I think it makes sense to talk about the usual RNN in the first place (because the LSTM diagram is especially confusing) and understands its reverse extension.

When it comes to backpropagation, the key idea is to deploy a network, which is a way of converting recursion in RNN into a forward feed sequence (like in the picture above). Note that the abstract RNN is eternal (it can be arbitrarily large), but each particular implementation is limited because memory is limited. As a result, the deployed network is indeed a long direct transmission network with few complications, for example. the weights in different layers are separated.
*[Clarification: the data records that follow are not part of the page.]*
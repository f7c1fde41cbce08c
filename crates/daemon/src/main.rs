// SPDX-License-Identifier: BUSL-1.1
// Copyright (c) 2026 Alfred Jean LLC

//! fleetd: the fleet orchestrator daemon.

use fleet_core::SystemClock;
use fleet_daemon::transport::HttpTransport;
use fleet_daemon::{App, Config};
use fleet_storage::MemoryStore;
use std::process::ExitCode;
use std::sync::Arc;
use tokio_util::sync::CancellationToken;
use tracing::{error, info};

#[tokio::main]
async fn main() -> ExitCode {
    tracing_subscriber::fmt()
        .with_env_filter(tracing_subscriber::EnvFilter::from_default_env())
        .init();

    match serve().await {
        Ok(()) => ExitCode::SUCCESS,
        Err(e) => {
            error!("startup failed: {e}");
            ExitCode::FAILURE
        }
    }
}

async fn serve() -> Result<(), Box<dyn std::error::Error>> {
    let config = Config::from_env();
    let transport = Arc::new(HttpTransport::new(config.dispatch_timeout)?);
    let app = App::new(Arc::new(MemoryStore::new()), SystemClock, config);

    let shutdown = CancellationToken::new();
    app.spawn_loops(transport, shutdown.clone());

    let addr = app.config.listen_addr;
    let listener = tokio::net::TcpListener::bind(addr).await?;
    info!(%addr, "listening");

    let router = fleet_daemon::http::router(app);
    axum::serve(listener, router)
        .with_graceful_shutdown(async move {
            let _ = tokio::signal::ctrl_c().await;
            info!("shutting down");
            shutdown.cancel();
        })
        .await?;
    Ok(())
}
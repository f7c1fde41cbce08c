// SPDX-License-Identifier: BUSL-1.1
// Copyright (c) 2026 Alfred Jean LLC

// Allow panic!/unwrap/expect in test code
#![cfg_attr(test, allow(clippy::panic))]
#![cfg_attr(test, allow(clippy::unwrap_used))]
#![cfg_attr(test, allow(clippy::expect_used))]

//! fleet-storage: the persistence contract and the in-memory reference engine.
//!
//! The [`Store`] trait is the single source of truth for bots, agents, runs
//! and their telemetry. Registries cache nothing across requests; every
//! observable fact lives behind this trait so engines can be swapped without
//! touching the control plane.

pub mod memory;

pub use memory::MemoryStore;

use async_trait::async_trait;
use chrono::{DateTime, Utc};
use fleet_core::{Agent, AgentId, AgentStatus, Bot, BotId, Run, RunEvent, RunId, RunLog};
use thiserror::Error;

#[derive(Debug, Error)]
pub enum StoreError {
    #[error("{kind} not found: {id}")]
    NotFound { kind: &'static str, id: String },

    #[error("store backend error: {0}")]
    Backend(String),
}

impl StoreError {
    pub fn not_found(kind: &'static str, id: impl Into<String>) -> Self {
        StoreError::NotFound { kind, id: id.into() }
    }
}

pub type StoreResult<T> = Result<T, StoreError>;

/// Persistent CRUD over the orchestrator's entities.
///
/// Query methods with a `list_` prefix return entities in insertion order
/// unless documented otherwise. All calls may suspend.
#[async_trait]
pub trait Store: Send + Sync {
    // -- bots --

    async fn insert_bot(&self, bot: Bot) -> StoreResult<()>;
    async fn get_bot(&self, id: &BotId) -> StoreResult<Option<Bot>>;
    /// Replace an existing bot record. `NotFound` if it was deleted.
    async fn update_bot(&self, bot: Bot) -> StoreResult<()>;
    /// Remove the bot record only; historical runs are preserved.
    async fn delete_bot(&self, id: &BotId) -> StoreResult<bool>;
    async fn list_bots(&self) -> StoreResult<Vec<Bot>>;
    /// Bots with a non-null schedule.
    async fn list_scheduled_bots(&self) -> StoreResult<Vec<Bot>>;

    // -- agents --

    async fn upsert_agent(&self, agent: Agent) -> StoreResult<Agent>;
    async fn get_agent(&self, id: &AgentId) -> StoreResult<Option<Agent>>;
    async fn list_agents(&self) -> StoreResult<Vec<Agent>>;
    /// Record a heartbeat; `last_heartbeat` is monotonically non-decreasing.
    async fn record_heartbeat(&self, id: &AgentId, at: DateTime<Utc>)
        -> StoreResult<Option<Agent>>;
    async fn set_agent_status(
        &self,
        id: &AgentId,
        status: AgentStatus,
    ) -> StoreResult<Option<Agent>>;
    /// Atomic compare-and-swap on status. Returns the updated agent on
    /// success, `None` when the current status differs from `expected` or the
    /// agent is unknown. This is the linearizability point for acquisition.
    async fn cas_agent_status(
        &self,
        id: &AgentId,
        expected: AgentStatus,
        next: AgentStatus,
    ) -> StoreResult<Option<Agent>>;
    /// Bulk-demote agents whose heartbeat predates `cutoff` to offline.
    /// Returns the rows that changed.
    async fn sweep_stale_agents(&self, cutoff: DateTime<Utc>) -> StoreResult<Vec<Agent>>;

    // -- runs --

    async fn insert_run(&self, run: Run) -> StoreResult<()>;
    async fn get_run(&self, id: &RunId) -> StoreResult<Option<Run>>;
    async fn update_run(&self, run: Run) -> StoreResult<()>;
    async fn list_runs(&self) -> StoreResult<Vec<Run>>;
    async fn list_runs_by_bot(&self, bot_id: &BotId) -> StoreResult<Vec<Run>>;
    async fn list_runs_by_agent(&self, agent_id: &AgentId) -> StoreResult<Vec<Run>>;
    /// Scheduled run for `bot_id` with exactly this start time, if any
    /// (the scheduler's duplicate guard).
    async fn find_scheduled_run(
        &self,
        bot_id: &BotId,
        start_time: DateTime<Utc>,
    ) -> StoreResult<Option<Run>>;
    /// Scheduled runs whose start time has arrived.
    async fn list_due_scheduled(&self, now: DateTime<Utc>) -> StoreResult<Vec<Run>>;
    /// Queued runs ordered by `(start_time, id)` ascending.
    async fn list_queued(&self) -> StoreResult<Vec<Run>>;
    /// Starting/running runs whose start time predates `cutoff`.
    async fn list_stuck(&self, cutoff: DateTime<Utc>) -> StoreResult<Vec<Run>>;

    // -- run events and logs --

    /// Append-only; the referenced run must exist.
    async fn append_run_event(&self, event: RunEvent) -> StoreResult<()>;
    async fn list_run_events(&self, run_id: &RunId) -> StoreResult<Vec<RunEvent>>;
    /// Append-only; the referenced run must exist.
    async fn append_run_log(&self, log: RunLog) -> StoreResult<()>;
    async fn list_run_logs(&self, run_id: &RunId) -> StoreResult<Vec<RunLog>>;
}
// SPDX-License-Identifier: BUSL-1.1
// Copyright (c) 2026 Alfred Jean LLC

//! Bot definition registry.

use super::{RegistryError, RegistryResult};
use crate::bus::EventBus;
use fleet_core::schedule::validate_schedule;
use fleet_core::{Bot, BotId, BusEvent, Clock};
use fleet_storage::Store;
use std::sync::Arc;

/// CRUD over bot definitions. Cron expressions are validated at write time;
/// deleting a bot preserves its historical runs.
#[derive(Clone)]
pub struct BotRegistry<C: Clock> {
    store: Arc<dyn Store>,
    bus: EventBus,
    clock: C,
}

impl<C: Clock> BotRegistry<C> {
    pub fn new(store: Arc<dyn Store>, bus: EventBus, clock: C) -> Self {
        Self { store, bus, clock }
    }

    pub async fn create(
        &self,
        name: String,
        script: String,
        schedule: Option<String>,
    ) -> RegistryResult<Bot> {
        if let Some(expr) = schedule.as_deref() {
            validate_schedule(expr)?;
        }
        let bot = Bot::new(name, script, schedule, &self.clock);
        self.store.insert_bot(bot.clone()).await?;
        self.bus.publish(BusEvent::BotCreated { bot: bot.clone() });
        Ok(bot)
    }

    pub async fn get(&self, id: &BotId) -> RegistryResult<Bot> {
        self.store
            .get_bot(id)
            .await?
            .ok_or_else(|| RegistryError::not_found("bot", id.as_str()))
    }

    pub async fn list(&self) -> RegistryResult<Vec<Bot>> {
        Ok(self.store.list_bots().await?)
    }

    /// Partial update. The outer option marks field presence; for `schedule`
    /// the inner option distinguishes "set" from "clear".
    pub async fn update(
        &self,
        id: &BotId,
        name: Option<String>,
        script: Option<String>,
        schedule: Option<Option<String>>,
    ) -> RegistryResult<Bot> {
        if let Some(Some(expr)) = schedule.as_ref() {
            validate_schedule(expr)?;
        }
        let mut bot = self.get(id).await?;
        if let Some(name) = name {
            bot.name = name;
        }
        if let Some(script) = script {
            bot.script = script;
        }
        if let Some(schedule) = schedule {
            bot.schedule = schedule;
        }
        self.store.update_bot(bot.clone()).await?;
        self.bus.publish(BusEvent::BotUpdated { bot: bot.clone() });
        Ok(bot)
    }

    pub async fn delete(&self, id: &BotId) -> RegistryResult<()> {
        if !self.store.delete_bot(id).await? {
            return Err(RegistryError::not_found("bot", id.as_str()));
        }
        self.bus.publish(BusEvent::BotDeleted { bot_id: id.clone() });
        Ok(())
    }
}

#[cfg(test)]
#[path = "bots_tests.rs"]
mod tests;
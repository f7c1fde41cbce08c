// SPDX-License-Identifier: BUSL-1.1
// Copyright (c) 2026 Alfred Jean LLC

use super::*;
use fleet_core::BotId;

fn deleted(n: usize) -> BusEvent {
    BusEvent::BotDeleted { bot_id: BotId::new(format!("bot-{n}")) }
}

#[tokio::test]
async fn every_subscriber_sees_every_event() {
    let bus = EventBus::new();
    let mut a = bus.subscribe();
    let mut b = bus.subscribe();

    bus.publish(deleted(1));
    bus.publish(deleted(2));

    for sub in [&mut a, &mut b] {
        assert_eq!(sub.recv().await, Some(deleted(1)));
        assert_eq!(sub.recv().await, Some(deleted(2)));
    }
}

#[tokio::test]
async fn publishing_without_subscribers_is_fine() {
    let bus = EventBus::new();
    bus.publish(deleted(1));
    assert_eq!(bus.dropped_total(), 0);
}

#[tokio::test]
async fn slow_subscriber_loses_oldest_and_is_counted() {
    let bus = EventBus::with_capacity(2);
    let mut slow = bus.subscribe();

    for n in 0..5 {
        bus.publish(deleted(n));
    }

    // Only the newest two fit; three were dropped.
    assert_eq!(slow.recv().await, Some(deleted(3)));
    assert_eq!(slow.recv().await, Some(deleted(4)));
    assert_eq!(bus.dropped_total(), 3);
}

#[tokio::test]
async fn lag_on_one_subscriber_does_not_affect_another() {
    let bus = EventBus::with_capacity(2);
    let mut slow = bus.subscribe();

    bus.publish(deleted(0));
    bus.publish(deleted(1));

    // A fresh subscriber only sees what is published after it joins.
    let mut fresh = bus.subscribe();
    bus.publish(deleted(2));
    bus.publish(deleted(3));

    assert_eq!(fresh.recv().await, Some(deleted(2)));
    assert_eq!(fresh.recv().await, Some(deleted(3)));

    // The slow one lost the oldest two of its four.
    assert_eq!(slow.recv().await, Some(deleted(2)));
    assert_eq!(slow.recv().await, Some(deleted(3)));
    assert_eq!(bus.dropped_total(), 2);
}
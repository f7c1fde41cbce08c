// SPDX-License-Identifier: BUSL-1.1
// Copyright (c) 2026 Alfred Jean LLC

//! End-to-end scenarios driving the whole control plane: registries, loops,
//! and router wired exactly as the daemon wires them, with a frozen clock
//! and a recording transport standing in for real agents.

use fleet_core::{AgentStatus, RunStatus};
use fleet_daemon::test_support::{harness, harness_with_heartbeat, Harness};
use fleet_wire::AgentMessage;
use serde_json::Map;
use std::time::Duration;

fn secs(n: u64) -> Duration {
    Duration::from_secs(n)
}

async fn register_agent(h: &Harness, id: &str) {
    h.app
        .agents
        .register(
            id.into(),
            AgentStatus::Available,
            Map::new(),
            format!("http://{id}:9000"),
        )
        .await
        .unwrap();
}

async fn report(h: &Harness, run_id: &fleet_core::RunId, status: RunStatus) {
    h.app
        .router
        .handle(AgentMessage::RunStatus { run_id: run_id.clone(), status })
        .await
        .unwrap();
}

#[tokio::test]
async fn agent_liveness_follows_heartbeats() {
    let h = harness_with_heartbeat(secs(1));
    register_agent(&h, "a1").await;

    for _ in 0..2 {
        h.clock.advance(secs(1));
        h.app.agents.heartbeat(&"a1".into()).await.unwrap();
    }

    // Long silence: the janitor demotes the agent.
    h.clock.advance(secs(6));
    h.janitor.tick().await.unwrap();
    assert_eq!(
        h.app.agents.get(&"a1".into()).await.unwrap().status,
        AgentStatus::Offline
    );

    // One heartbeat brings it back.
    h.clock.advance(secs(1));
    h.app.agents.heartbeat(&"a1".into()).await.unwrap();
    assert_eq!(
        h.app.agents.get(&"a1".into()).await.unwrap().status,
        AgentStatus::Available
    );
}

#[tokio::test]
async fn a_run_travels_from_queue_to_completion() {
    let h = harness();
    let bot = h
        .app
        .bots
        .create("google".to_string(), "google_bot".to_string(), None)
        .await
        .unwrap();
    register_agent(&h, "a1").await;

    let run = h.app.runs.create(bot.id.clone()).await.unwrap();
    h.dispatcher.tick().await.unwrap();

    let starting = h.app.runs.get(&run.id).await.unwrap();
    assert_eq!(starting.status, RunStatus::Starting);
    assert_eq!(starting.agent_id, Some("a1".into()));

    let calls = h.transport.calls();
    assert_eq!(calls.len(), 1);
    assert_eq!(calls[0].0, "http://a1:9000");
    assert_eq!(calls[0].1.bot_id, bot.id);
    assert_eq!(calls[0].1.script, "google_bot");
    assert_eq!(calls[0].1.run_id, run.id);

    // The agent simulator reports progress over the socket path.
    report(&h, &run.id, RunStatus::Running).await;
    report(&h, &run.id, RunStatus::Completed).await;

    let done = h.app.runs.get(&run.id).await.unwrap();
    assert_eq!(done.status, RunStatus::Completed);
    assert_eq!(done.bot_id, bot.id);
    assert!(done.end_time.is_some());
    assert_eq!(
        h.app.agents.get(&"a1".into()).await.unwrap().status,
        AgentStatus::Available
    );
}

#[tokio::test]
async fn one_agent_works_through_a_contended_queue() {
    let h = harness();
    register_agent(&h, "a1").await;
    let mut run_ids = Vec::new();
    for name in ["b1", "b2", "b3"] {
        let bot = h
            .app
            .bots
            .create(name.to_string(), format!("{name}_bot"), None)
            .await
            .unwrap();
        run_ids.push(h.app.runs.create(bot.id).await.unwrap().id);
        h.clock.advance(secs(1));
    }

    h.dispatcher.tick().await.unwrap();
    let mut statuses = Vec::new();
    for id in &run_ids {
        statuses.push(h.app.runs.get(id).await.unwrap().status);
    }
    assert_eq!(
        statuses,
        vec![RunStatus::Starting, RunStatus::Queued, RunStatus::Queued]
    );

    report(&h, &run_ids[0], RunStatus::Running).await;
    report(&h, &run_ids[0], RunStatus::Completed).await;
    h.dispatcher.tick().await.unwrap();

    assert_eq!(
        h.app.runs.get(&run_ids[1]).await.unwrap().status,
        RunStatus::Starting
    );
    assert_eq!(
        h.app.runs.get(&run_ids[2]).await.unwrap().status,
        RunStatus::Queued
    );
}

#[tokio::test]
async fn cron_bots_fire_on_schedule() {
    let h = harness();
    h.clock.set("2024-01-01T00:00:10Z".parse().unwrap());
    let bot = h
        .app
        .bots
        .create(
            "nightly".to_string(),
            "nightly_bot".to_string(),
            Some("*/5 * * * *".to_string()),
        )
        .await
        .unwrap();
    register_agent(&h, "a1").await;

    h.scheduler.tick().await.unwrap();
    let runs = h.app.runs.list_by_bot(&bot.id).await.unwrap();
    assert_eq!(runs.len(), 1);
    assert_eq!(runs[0].status, RunStatus::Scheduled);
    assert_eq!(
        runs[0].start_time,
        Some("2024-01-01T00:05:00Z".parse().unwrap())
    );

    // A later scheduler pass finds the firing already materialized.
    h.clock.set("2024-01-01T00:01:00Z".parse().unwrap());
    h.scheduler.tick().await.unwrap();
    assert_eq!(h.app.runs.list_by_bot(&bot.id).await.unwrap().len(), 1);

    // Once due, the dispatcher promotes and dispatches it.
    h.clock.set("2024-01-01T00:05:01Z".parse().unwrap());
    h.dispatcher.tick().await.unwrap();
    let run = &h.app.runs.list_by_bot(&bot.id).await.unwrap()[0];
    assert_eq!(run.status, RunStatus::Starting);
    assert_eq!(h.transport.calls().len(), 1);
}

#[tokio::test]
async fn a_refusing_agent_fails_the_run_and_the_queue_moves_on() {
    let h = harness();
    register_agent(&h, "a1").await;
    register_agent(&h, "a2").await;
    h.transport.fail_url("http://a1:9000", 503);

    let b1 = h
        .app
        .bots
        .create("b1".to_string(), "b1_bot".to_string(), None)
        .await
        .unwrap();
    let b2 = h
        .app
        .bots
        .create("b2".to_string(), "b2_bot".to_string(), None)
        .await
        .unwrap();
    let r1 = h.app.runs.create(b1.id).await.unwrap();
    h.clock.advance(secs(1));
    let r2 = h.app.runs.create(b2.id).await.unwrap();

    h.dispatcher.tick().await.unwrap();

    let failed = h.app.runs.get(&r1.id).await.unwrap();
    assert_eq!(failed.status, RunStatus::Error);
    assert!(failed.end_time.is_some());
    assert_eq!(
        h.app.agents.get(&"a1".into()).await.unwrap().status,
        AgentStatus::Available
    );

    let dispatched = h.app.runs.get(&r2.id).await.unwrap();
    assert_eq!(dispatched.status, RunStatus::Starting);
    assert_eq!(dispatched.agent_id, Some("a2".into()));
}

#[tokio::test]
async fn stuck_runs_are_recovered_by_the_janitor() {
    let h = harness();
    register_agent(&h, "a1").await;
    let bot = h
        .app
        .bots
        .create("hang".to_string(), "hang_bot".to_string(), None)
        .await
        .unwrap();
    let run = h.app.runs.create(bot.id).await.unwrap();

    h.dispatcher.tick().await.unwrap();
    report(&h, &run.id, RunStatus::Running).await;

    // Two hours pass with no completion; the agent keeps heartbeating.
    for _ in 0..720 {
        h.clock.advance(secs(10));
        h.app.agents.heartbeat(&"a1".into()).await.unwrap();
    }
    h.janitor.tick().await.unwrap();

    let failed = h.app.runs.get(&run.id).await.unwrap();
    assert_eq!(failed.status, RunStatus::Error);
    assert!(failed.end_time.is_some());
    assert_eq!(
        h.app.agents.get(&"a1".into()).await.unwrap().status,
        AgentStatus::Available
    );

    // Running the janitor again on the settled state changes nothing.
    let before = h.app.runs.list().await.unwrap();
    h.janitor.tick().await.unwrap();
    assert_eq!(h.app.runs.list().await.unwrap(), before);
}

#[tokio::test]
async fn observers_see_the_whole_run_lifecycle() {
    let h = harness();
    let mut observer = h.app.bus.subscribe();
    register_agent(&h, "a1").await;
    let bot = h
        .app
        .bots
        .create("probe".to_string(), "probe_bot".to_string(), None)
        .await
        .unwrap();
    let run = h.app.runs.create(bot.id).await.unwrap();

    h.dispatcher.tick().await.unwrap();
    report(&h, &run.id, RunStatus::Running).await;
    report(&h, &run.id, RunStatus::Completed).await;

    let mut run_statuses = Vec::new();
    while let Some(event) = observer.try_recv() {
        if let fleet_core::BusEvent::RunUpdated { run: updated } = event {
            if updated.id == run.id {
                run_statuses.push(updated.status);
            }
        }
    }
    assert_eq!(
        run_statuses,
        vec![RunStatus::Starting, RunStatus::Running, RunStatus::Completed]
    );
}
// SPDX-License-Identifier: BUSL-1.1
// Copyright (c) 2026 Alfred Jean LLC

//! Event fan-out to observer streams.
//!
//! Publishing never blocks. A subscriber that falls behind loses its oldest
//! undelivered events; the loss is counted and surfaced through `/health`.

use fleet_core::BusEvent;
use std::sync::atomic::{AtomicU64, Ordering};
use std::sync::Arc;
use tokio::sync::broadcast;
use tracing::trace;

/// Per-subscriber buffer before overflow starts dropping.
const DEFAULT_CAPACITY: usize = 256;

#[derive(Clone)]
pub struct EventBus {
    tx: broadcast::Sender<BusEvent>,
    dropped: Arc<AtomicU64>,
}

impl EventBus {
    pub fn new() -> Self {
        Self::with_capacity(DEFAULT_CAPACITY)
    }

    pub fn with_capacity(capacity: usize) -> Self {
        let (tx, _) = broadcast::channel(capacity);
        Self { tx, dropped: Arc::new(AtomicU64::new(0)) }
    }

    /// Publish to all current subscribers. A daemon with no observers still
    /// publishes; the send result is irrelevant.
    pub fn publish(&self, event: BusEvent) {
        trace!("{}", event.log_summary());
        let _ = self.tx.send(event);
    }

    pub fn subscribe(&self) -> BusSubscriber {
        BusSubscriber { rx: self.tx.subscribe(), dropped: Arc::clone(&self.dropped) }
    }

    /// Total events dropped across all subscribers since startup.
    pub fn dropped_total(&self) -> u64 {
        self.dropped.load(Ordering::Relaxed)
    }
}

impl Default for EventBus {
    fn default() -> Self {
        Self::new()
    }
}

/// One subscriber's view of the bus.
pub struct BusSubscriber {
    rx: broadcast::Receiver<BusEvent>,
    dropped: Arc<AtomicU64>,
}

impl BusSubscriber {
    /// Next event. Skips over anything this subscriber was too slow to take,
    /// counting the loss. `None` once the bus is gone.
    pub async fn recv(&mut self) -> Option<BusEvent> {
        loop {
            match self.rx.recv().await {
                Ok(event) => return Some(event),
                Err(broadcast::error::RecvError::Lagged(n)) => {
                    self.dropped.fetch_add(n, Ordering::Relaxed);
                }
                Err(broadcast::error::RecvError::Closed) => return None,
            }
        }
    }

    /// Non-blocking variant for draining in tests.
    pub fn try_recv(&mut self) -> Option<BusEvent> {
        loop {
            match self.rx.try_recv() {
                Ok(event) => return Some(event),
                Err(broadcast::error::TryRecvError::Lagged(n)) => {
                    self.dropped.fetch_add(n, Ordering::Relaxed);
                }
                Err(_) => return None,
            }
        }
    }
}

#[cfg(test)]
#[path = "bus_tests.rs"]
mod tests;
Let's look at a classic char -rnn example from Andrej Karpathy . Here, each RNN cell creates two outputs h[t] (the state that is supplied to the next cell) and y[t] (the output at this step) according to the following formulas, where Wxh , Whh and Why are common parameters:

rnn-cell-formula

In the code, these are just three matrices and two displacement vectors:

 # model parameters Wxh = np.random.randn(hidden_size, vocab_size)*0.01 # input to hidden Whh = np.random.randn(hidden_size, hidden_size)*0.01 # hidden to hidden Why = np.random.randn(vocab_size, hidden_size)*0.01 # hidden to output bh = np.zeros((hidden_size, 1)) # hidden bias by = np.zeros((vocab_size, 1)) # output bias 

The anterior passage is quite simple, this example uses softmax and cross-entropy loss. Note that each iteration uses the same arrays of W* and h* , but the output and hidden state are different:

 # forward pass for t in xrange(len(inputs)): xs[t] = np.zeros((vocab_size,1)) # encode in 1-of-k representation xs[t][inputs[t]] = 1 hs[t] = np.tanh(np.dot(Wxh, xs[t]) + np.dot(Whh, hs[t-1]) + bh) # hidden state ys[t] = np.dot(Why, hs[t]) + by # unnormalized log probabilities for next chars ps[t] = np.exp(ys[t]) / np.sum(np.exp(ys[t])) # probabilities for next chars loss += -np.log(ps[t][targets[t],0]) # softmax (cross-entropy loss) 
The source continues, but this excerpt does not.